Taranaki’s Masters Games are underway, and Stratford is hoping one of its own will be bringing home some glory.

Hazel Fawcett is a table tennis devotee. And at 75, she says she’s just hitting her straps.

“I suppose you could call me an athlete. I love sports.”

Fawcett has played table tennis on and off for about 40 years.

“My dad used to go and play cards. Instead of playing cards, I used to play table tennis,” she said.

“Later, I took up badminton and tennis but got injuries to my knees and my hips. It was too hard with all the jolting and jarring. So, I took up table tennis again.”

Fawcett also enjoys the social side of it.

“You’re meeting a lot of different people; you can get together and have a cup of tea afterwards. It’s just three dollars a night – you can’t beat it.”

She said it was also excellent fitness.

“You’re moving sideways around the table, so you’re on the go the whole time.

“It’s good for health and your balance; it keeps you younger, I reckon. You’re not sitting home being a couch potato.”

Fawcett’s no couch potato. In her Stratford home, she has nine medals on display from other Masters Games and plans to bring home more.

“This is my secret weapon, which I just bought last week,” she said, showing off her new paddle.

“The world champ uses one with the same rubber and style bat.”

Like many athletes, Fawcett is carrying some injuries.

“I was born with dislocated hips, and when I was 32, I had my first hip operation,” she said.

“I’ve had both knees replaced. I’ve done both shoulders; one was when I was playing table tennis, and I fell over and went into the wall and dislocated my shoulder.

“But I’m going back. Nothing will stop me.”

Fawcett admits she’d been pressured by friends and family to give up the sport. “People say, ‘Why do you want to go back?’ — because I love it.”

Her husband Murray said she was unstoppable.

“The last thing I say to her when she walks out the door is come home in one piece.”

Fawcett’s most recent injury was to her front teeth.

“Because I had my arm in a sling, I was unbalanced, and I was sitting at the table and went to get something off the floor, lost my balance, knocked my tooth and broke it off. But I’ll still go play table tennis.”

Hazel Fawcett has played table tennis for about forty years.

Fawcett trains at Stratford Hall once a week. Fellow player Alan Manning said she is hard to beat.

“Impossible just about comes to mind,” laughed Manning.

“[She’s] very determined; she never gives up. Sometimes, I’ll be ahead, and I’ll relax, thinking ‘I’ve got it’, but she still comes up, and she beats me.”

“People say I’m competitive. I love it so much; I live for it,” insisted Fawcett. “I like to win.”

Manning, who is also participating in the Masters, insisted she always plays fair.
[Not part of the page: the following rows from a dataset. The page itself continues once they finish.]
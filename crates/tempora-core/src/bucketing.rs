//! Period bucketing.
//!
//! Maps a timestamp to the [`PeriodKey`] of its bucket:
//!
//! - **Day**: the record's calendar date
//! - **Week**: the first week-ending weekday on or after the record's date
//!   (Sunday by default, so a Sunday record is its own bucket and a Monday
//!   record belongs to the following Sunday)
//! - **Month**: the first day of the record's month
//!
//! Bucketing is a pure function of (timestamp, granularity, week-ending day).

use chrono::Weekday;
use serde::{Deserialize, Serialize};

use crate::error::TemporaResult;
use crate::types::{Date, Granularity, PeriodKey, Timestamp};

/// Default week-ending day.
pub const DEFAULT_WEEK_ENDING: Weekday = Weekday::Sun;

/// Assigns timestamps to period buckets.
#[derive(Debug, Clone, Copy, PartialEq, Eq, Serialize, Deserialize)]
pub struct PeriodBucketer {
    /// Weekday on which weekly buckets end.
    pub week_ending: Weekday,
}

impl Default for PeriodBucketer {
    fn default() -> Self {
        Self {
            week_ending: DEFAULT_WEEK_ENDING,
        }
    }
}

impl PeriodBucketer {
    /// Creates a bucketer with weeks ending on Sunday.
    #[must_use]
    pub fn new() -> Self {
        Self::default()
    }

    /// Sets the week-ending day.
    #[must_use]
    pub fn with_week_ending(mut self, weekday: Weekday) -> Self {
        self.week_ending = weekday;
        self
    }

    /// Buckets a calendar date.
    #[must_use]
    pub fn bucket_date(&self, date: Date, granularity: Granularity) -> PeriodKey {
        let anchor = match granularity {
            Granularity::Day => date,
            Granularity::Week => date.next_on_or_after(self.week_ending),
            Granularity::Month => date.start_of_month(),
        };
        PeriodKey::new(anchor, granularity)
    }

    /// Buckets a parsed timestamp. The time of day is irrelevant.
    #[must_use]
    pub fn bucket(&self, timestamp: Timestamp, granularity: Granularity) -> PeriodKey {
        self.bucket_date(timestamp.date(), granularity)
    }

    /// Parses and buckets a raw timestamp field.
    ///
    /// # Errors
    ///
    /// Returns `TemporaError::TimestampParse` if `raw` is not a timestamp.
    pub fn bucket_raw(&self, raw: &str, granularity: Granularity) -> TemporaResult<PeriodKey> {
        Timestamp::parse(raw).map(|ts| self.bucket(ts, granularity))
    }
}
But she also has a killer instinct.

“Find out their weakness and play against it. That’s the secret of table tennis,” said Fawcett.
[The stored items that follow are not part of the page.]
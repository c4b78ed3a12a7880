//! Percentage series with safe-divide semantics.
//!
//! A ratio is `numerator / denominator * 100`. A zero, absent or non-finite
//! denominator, or an absent numerator, yields a "no data" point
//! (`value == None`), never NaN or infinity.

use serde::{Deserialize, Serialize};
use std::collections::BTreeMap;

use crate::aggregate::{CategoryKey, GroupedAggregates};
use crate::error::{TemporaError, TemporaResult};
use crate::format::{format_percent, round_to, DISPLAY_DECIMALS};
use crate::types::{Metric, PeriodKey};

/// Which denominator row a numerator row is divided by.
#[derive(Debug, Clone, Copy, PartialEq, Eq, Default, Serialize, Deserialize)]
#[serde(rename_all = "snake_case")]
pub enum DenominatorScope {
    /// The denominator row with the same (period, category).
    #[default]
    SameKey,
    /// The period-only denominator row of the same period.
    PeriodTotal,
}

/// One point of a ratio series.
#[derive(Debug, Clone, PartialEq, Serialize)]
pub struct RatioPoint {
    /// Bucket.
    pub period: PeriodKey,
    /// Category of the numerator row.
    pub category: CategoryKey,
    /// Numerator value, if present.
    pub numerator: Option<f64>,
    /// Denominator value, if present.
    pub denominator: Option<f64>,
    /// Unrounded percentage, `None` when undefined.
    pub value: Option<f64>,
}

impl RatioPoint {
    fn new(
        period: PeriodKey,
        category: CategoryKey,
        numerator: Option<f64>,
        denominator: Option<f64>,
    ) -> Self {
        Self {
            period,
            category,
            numerator,
            denominator,
            value: safe_percentage(numerator, denominator),
        }
    }

    /// Returns true when the ratio is defined.
    #[must_use]
    pub fn is_defined(&self) -> bool {
        self.value.is_some()
    }

    /// Percentage rounded to two decimals.
    #[must_use]
    pub fn rounded(&self) -> Option<f64> {
        self.value.and_then(|v| round_to(v, DISPLAY_DECIMALS))
    }

    /// Display label, e.g. `12.35%`, or empty when undefined.
    #[must_use]
    pub fn label(&self) -> String {
        self.value.map(format_percent).unwrap_or_default()
    }
}

/// `numerator / denominator * 100`, or `None` when undefined.
#[must_use]
pub fn safe_percentage(numerator: Option<f64>, denominator: Option<f64>) -> Option<f64> {
    let (n, d) = (numerator?, denominator?);
    if d == 0.0 || !d.is_finite() || !n.is_finite() {
        return None;
    }
    let ratio = n / d * 100.0;
    ratio.is_finite().then_some(ratio)
}

/// Derives percentage series from paired aggregates.
#[derive(Debug, Clone, Copy, Default)]
pub struct RatioComputer;

impl RatioComputer {
    /// Divides a numerator metric by a denominator metric per key.
    ///
    /// With `SameKey`, both series must come from the same grouping and the
    /// output covers the union of their keys. With `PeriodTotal`, the
    /// denominators must be period-only and the output covers the numerator
    /// keys.
    ///
    /// # Errors
    ///
    /// Returns a contract error if a metric's measure was not aggregated or
    /// the groupings do not fit the scope.
    pub fn compute(
        numerators: &GroupedAggregates,
        numerator: &Metric,
        denominators: &GroupedAggregates,
        denominator: &Metric,
        scope: DenominatorScope,
    ) -> TemporaResult<Vec<RatioPoint>> {
        numerators.check_metric(numerator)?;
        denominators.check_metric(denominator)?;

        match scope {
            DenominatorScope::SameKey => {
                if numerators.grouping != denominators.grouping {
                    return Err(TemporaError::invalid_request(format!(
                        "same-key ratio needs one grouping, got '{}' and '{}'",
                        numerators.grouping, denominators.grouping
                    )));
                }

                let mut joined: BTreeMap<(PeriodKey, CategoryKey), (Option<f64>, Option<f64>)> =
                    BTreeMap::new();
                for row in &numerators.rows {
                    let value = row.metric_value(numerator)?;
                    joined
                        .entry((row.period.clone(), row.category.clone()))
                        .or_default()
                        .0 = value;
                }
                for row in &denominators.rows {
                    let value = row.metric_value(denominator)?;
                    joined
                        .entry((row.period.clone(), row.category.clone()))
                        .or_default()
                        .1 = value;
                }

                Ok(joined
                    .into_iter()
                    .map(|((period, category), (n, d))| RatioPoint::new(period, category, n, d))
                    .collect())
            }
            DenominatorScope::PeriodTotal => {
                if !denominators.grouping.is_period_only() {
                    return Err(TemporaError::invalid_request(format!(
                        "period-total ratio needs period-only denominators, got '{}'",
                        denominators.grouping
                    )));
                }

                let mut totals: BTreeMap<&PeriodKey, Option<f64>> = BTreeMap::new();
                for row in &denominators.rows {
                    totals.insert(&row.period, row.metric_value(denominator)?);
                }

                numerators
                    .rows
                    .iter()
                    .map(|row| {
                        let n = row.metric_value(numerator)?;
                        let d = totals.get(&row.period).copied().flatten();
                        Ok(RatioPoint::new(
                            row.period.clone(),
                            row.category.clone(),
                            n,
                            d,
                        ))
                    })
                    .collect()
            }
        }
    }

    /// Each row's metric as a percentage of its period's total over all rows.
    ///
    /// # Errors
    ///
    /// Returns `TemporaError::UnknownMeasure` if the metric's measure was not
    /// aggregated.
    pub fn share_of_period(
        rows: &GroupedAggregates,
        metric: &Metric,
    ) -> TemporaResult<Vec<RatioPoint>> {
        rows.check_metric(metric)?;

        let mut totals: BTreeMap<&PeriodKey, f64> = BTreeMap::new();
        for row in &rows.rows {
            if let Some(v) = row.metric_value(metric)? {
                *totals.entry(&row.period).or_default() += v;
            }
        }

        rows.rows
            .iter()
            .map(|row| {
                let n = row.metric_value(metric)?;
                let d = totals.get(&row.period).copied();
                Ok(RatioPoint::new(
                    row.period.clone(),
                    row.category.clone(),
                    n,
                    d,
                ))
            })
            .collect()
    }
}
“If they don’t like backhand, you play to that.”

Fawcett admitted her weakness is also backhand but plans to keep that one to herself during the games.

Up to 600 participants

The inaugural Taranaki Masters Games was held in 1995 in Hawera. Covid-19 cancelled the games in 2021, but this year marks their return.

More than 300 people have registered to participate, but organisers expect that number to rise.

“Taranaki people, in particular, leave things to the back end and come home with a flurry, so we’re expecting much bigger numbers,” smiled Michael Carr, Sport Taranaki chief executive.

There are 16 different codes on offer, including pool, sailing, speed golf, and even dog agility. Most events are in early April, with sailing and darts finishing the competition on April 14.

“The Masters Games is an opportunity for older adults to participate in a series of different sports — it’s about those people reigniting sporting passions and being in a safe environment where they can have a go.”

Fawcett’s husband said he was very proud of his wife’s sporting success.

“She’ll come home with medals again; I don’t have a doubt about that,” grinned Murray.

Fawcett is looking forward to taking part and showing off her new bat.

She said how well she did would depend on who gave up first.

“But I won’t [give up]. Cold, snowing — I’ll be there.

“No one will ever stop me from playing table tennis.”